Problem details: Retype each line exactly as it stands, beginning at the first line of the material and finishing with the line that contains "async fn main()".

Top of Exercise input

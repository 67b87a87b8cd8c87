// Licensed to the Apache Software Foundation (ASF) under one
// or more contributor license agreements.  See the NOTICE file
// distributed with this work for additional information
// regarding copyright ownership.  The ASF licenses this file
// to you under the Apache License, Version 2.0 (the
// "License"); you may not use this file except in compliance
// with the License.  You may obtain a copy of the License at
//
//   http://www.apache.org/licenses/LICENSE-2.0
//
// Unless required by applicable law or agreed to in writing,
// software distributed under the License is distributed on an
// "AS IS" BASIS, WITHOUT WARRANTIES OR CONDITIONS OF ANY
// KIND, either express or implied.  See the License for the
// specific language governing permissions and limitations
// under the License.

use crate::Credential;
use async_trait::async_trait;
use gwsign_core::{Context, ProvideCredential, Result};

/// Hands out one fixed app key pair.
///
/// Useful when the pair arrives through a channel of your own and nothing
/// should be looked up at signing time.
#[derive(Debug, Clone)]
pub struct StaticCredentialProvider {
    credential: Credential,
}

impl StaticCredentialProvider {
    /// Wrap an app key pair given directly.
    pub fn new(app_key: &str, app_secret: &str) -> Self {
        Self {
            credential: Credential::new(app_key.to_string(), app_secret.to_string()),
        }
    }
}

#[async_trait]
impl ProvideCredential for StaticCredentialProvider {
    type Credential = Credential;

    async fn provide_credential(&self, _: &Context) -> Result<Option<Self::Credential>> {
        Ok(Some(self.credential.clone()))
    }
}

#[cfg(test)]
mod tests {
    use super::*;

    #[tokio::test]
    async fn test_hands_out_fixed_pair() -> anyhow::Result<()> {
        let ctx = Context::new();

        let provider = StaticCredentialProvider::new("test_app_key", "test_app_secret");
        let cred = provider.provide_credential(&ctx).await?.unwrap();
        assert_eq!(cred.app_key, "test_app_key");
        assert_eq!(cred.app_secret, "test_app_secret");

        Ok(())
    }
}
use gwsign_core::{Context, Result};
use gwsign_file_read_tokio::TokioFileRead;
use std::env;

#[tokio::main]
async fn main() -> Result<()> {
    let ctx = Context::new().with_file_read(TokioFileRead);

    let path = env::args()
        .nth(1)
        .unwrap_or_else(|| "/etc/gateway/app_key".to_string());

    // A gateway key file holds a single app_key:app_secret line.
    let content = ctx.file_read(&path).await?;
    println!("{path}: {} bytes", content.len());

    if let Ok(text) = String::from_utf8(content) {
        match text.trim().split_once(':') {
            Some((app_key, _)) => println!("App key: {app_key}"),
            None => println!("File is not in app_key:app_secret form"),
        }
    }

    Ok(())
}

Bottom of Exercise input

Solution:
repository 67b87a87b8cd8c87
// Licensed to the Apache Software Foundation (ASF) under one
// or more contributor license agreements.  See the NOTICE file
// distributed with this work for additional information
// regarding copyright ownership.  The ASF licenses this file
// to you under the Apache License, Version 2.0 (the
// "License"); you may not use this file except in compliance
// with the License.  You may obtain a copy of the License at
//
//   http://www.apache.org/licenses/LICENSE-2.0
//
// Unless required by applicable law or agreed to in writing,
// software distributed under the License is distributed on an
// "AS IS" BASIS, WITHOUT WARRANTIES OR CONDITIONS OF ANY
// KIND, either express or implied.  See the License for the
// specific language governing permissions and limitations
// under the License.

use crate::Credential;
use async_trait::async_trait;
use gwsign_core::{Context, ProvideCredential, Result};

/// Hands out one fixed app key pair.
///
/// Useful when the pair arrives through a channel of your own and nothing
/// should be looked up at signing time.
#[derive(Debug, Clone)]
pub struct StaticCredentialProvider {
    credential: Credential,
}

impl StaticCredentialProvider {
    /// Wrap an app key pair given directly.
    pub fn new(app_key: &str, app_secret: &str) -> Self {
        Self {
            credential: Credential::new(app_key.to_string(), app_secret.to_string()),
        }
    }
}

#[async_trait]
impl ProvideCredential for StaticCredentialProvider {
    type Credential = Credential;

    async fn provide_credential(&self, _: &Context) -> Result<Option<Self::Credential>> {
        Ok(Some(self.credential.clone()))
    }
}

#[cfg(test)]
mod tests {
    use super::*;

    #[tokio::test]
    async fn test_hands_out_fixed_pair() -> anyhow::Result<()> {
        let ctx = Context::new();

        let provider = StaticCredentialProvider::new("test_app_key", "test_app_secret");
        let cred = provider.provide_credential(&ctx).await?.unwrap();
        assert_eq!(cred.app_key, "test_app_key");
        assert_eq!(cred.app_secret, "test_app_secret");

        Ok(())
    }
}
use gwsign_core::{Context, Result};
use gwsign_file_read_tokio::TokioFileRead;
use std::env;

#[tokio::main]
async fn main() -> Result<()> {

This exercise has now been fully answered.